第12話 照れ隠し

 マオミは、東間凪子の寝顔を眺めながら柔らかく笑う。


「凪ちゃん、センセイ呼んだって知ったら、絶対キレるよね」

「キレるっしょー」


 ギロンボも、同意するようにうなづく。


「東間、センセイの前ではかっこつけてるって、よく言ってるしな」


 それは初耳だ。私が驚いているのに、マオミは気付いたらしい。


「ギロさん、ダメですよ。センセイ、配信見てないんだから」

「ああ、そうかそうか」


 “東間凪子”は、彼らにとって生意気な妹分のようだ。彼女を見守る目は優しく、彼女の話をする言葉は暖かい。

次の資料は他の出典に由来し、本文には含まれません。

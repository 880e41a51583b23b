//! Data models for the swarm orchestrator.
//!
//! This module contains:
//! - Build request input and planning mode
//! - Requirement modules produced by the parser
//! - Tasks, roles and status tracking
//! - Artifacts, handoffs and isolation scoping for the ledger
//! - The per-build workflow record
//! - Configuration

pub mod artifact;
pub mod config;
pub mod request;
pub mod requirement;
pub mod task;
pub mod workflow;

pub use artifact::{Artifact, ArtifactType, Handoff, IsolationContext, Manifest, NewArtifact};
pub use config::{
    BackoffStrategy, DebugLevel, DeployEnvironment, DeploymentConfig, MAX_BACKOFF_BASE_MS,
    MAX_RETRIES_LIMIT, MAX_TASK_TIMEOUT_SECS, RetrySettings, SwarmConfig, SwarmConfigBuilder,
    TelemetryConfig, ValidationError,
};
pub use request::{BuildRequest, PlanMode};
pub use requirement::{ModuleType, ParsedRequirement, Priority, RequirementModule};
pub use task::{AgentRole, AgentTask, TaskStats, TaskStatus};
pub use workflow::{DeploymentReport, WorkflowPhase, WorkflowState};
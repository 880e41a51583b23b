//! Deployment hook.

use crate::models::{DeployEnvironment, DeploymentConfig, DeploymentReport};
use async_trait::async_trait;
use serde_json::json;

/// Triggers a deployment once a build has passed review.
///
/// Failures are reported, never raised: a failed deployment does not undo
/// earlier phases.
#[async_trait]
pub trait Deployer: Send + Sync {
    fn environment(&self) -> DeployEnvironment;

    async fn deploy(&self) -> DeploymentReport;
}

/// POSTs `{"environment", "timestamp"}` to a webhook. Single attempt.
#[derive(Debug, Clone)]
pub struct WebhookDeployer {
    client: reqwest::Client,
    config: DeploymentConfig,
}

impl WebhookDeployer {
    pub fn new(config: DeploymentConfig) -> Self {
        Self::with_client(reqwest::Client::new(), config)
    }

    pub fn with_client(client: reqwest::Client, config: DeploymentConfig) -> Self {
        Self { client, config }
    }

    pub fn webhook_url(&self) -> &str {
        &self.config.webhook_url
    }
}

#[async_trait]
impl Deployer for WebhookDeployer {
    fn environment(&self) -> DeployEnvironment {
        self.config.environment
    }

    async fn deploy(&self) -> DeploymentReport {
        let body = json!({
            "environment": self.config.environment.to_string(),
            "timestamp": chrono::Utc::now().to_rfc3339(),
        });

        match self
            .client
            .post(&self.config.webhook_url)
            .json(&body)
            .send()
            .await
        {
            Ok(response) if response.status().is_success() => DeploymentReport {
                success: true,
                message: format!(
                    "Deployment triggered successfully for {}",
                    self.config.environment
                ),
            },
            Ok(response) => DeploymentReport {
                success: false,
                message: format!("Deployment failed: HTTP {}", response.status()),
            },
            Err(e) => DeploymentReport {
                success: false,
                message: format!("Deployment failed: {}", e),
            },
        }
    }
}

「“凪子ちゃん”が、配信楽しいって言ってたの、何かわかる気がします」


 変な人たちなのかもしれないけれど、優しい仲間がそばにいて、一緒に時間を作り上げていくこと。それは、私には出来ないことだ。同じVtuber仲間だから出来る、ほんの少しの時間かもしれない、きらきら輝く大事なものだ。

 私が言えば、三人は次々に驚きの声を上げる。


「うそ、凪ちゃんそんなこと言ってたの?!」

「信じらんねー! あいつ、オレらにデレるとかあるの」

「まあ、東間は俺たちにはなついてる方だと思うけどな」


 ああ、そういうことか。

 私が知らない“東間凪子”がいるように、彼らが知らない東間凪子も存在する。それは同じ人のようでいて少しずつ異なる“誰か”で、決して交わることがない。

 だから、今私がここにいるのは、やっぱり変なことなんだ。


 すると、マオミがくるりとこちらを向いて笑った。


「でも、凪ちゃんはセンセイのことが一番好きだよね。昨日も、変な人に絡まれた時、助けたんでしょ?」

「助けたって言うか、単に割って入っただけで……。そもそも、私、あまり話したことないんですよ」

「えっ」


 マオミが驚いたように目を丸くするが、驚きたいのは私の方だ。


「“東間凪子”ちゃん、普段は結構無口な子で……。昨日、プレゼントを一緒に買いに行くまでは、私、一緒に遊んだこともなかったくらいで」

「うそ! いつもあんなにセンセイのこと話してるのに!」

「そうなんですか?」


 すると、リョウタが隣からスマートフォンを見せてくる。


“【切り抜き】東間凪子のセンセイ惚気デッキ その1”


「なんですか? これ」

「あいつが、配信でセンセイのことなんて言ってたかまとめたやつ」

「まとめたやつ……」


 恐る恐る再生する。画面に“東間凪子”の顔が現れた。色んなゲームをしながら、雑談をしながら、彼女は語る。


『センセイと一緒にいる時は話さなくても居心地いいですね。信じられます? 私が一時間のうちにほとんど話さないとか』

『センセイはみなさんと違ってちゃんと褒めてくれるんですよ』

『わからないことは教えてくれるし、いらない事は言わない。センセイを見習ってもらえます?』

『みなさんにはセンセイみたいな知り合いがいないんですか? 可哀想ですね』


 そこまで聞いて、私は急いでスマートフォンをリョウタに返した。動画は残り四分もある。私を見る三人の表情は、暖かいのかいたずらっ子なのか、よくわからない。


「センセイ、何も知らないならアーカイブとか見ない方がいいかも。凪ちゃん、恥ずかしすぎてキレ散らかすと思うから」


 予想は当たった。

 うっすら目を開けた東間凪子は、この世のすべてを飲み込まんとする勢いで息を吸い、大声に変えた。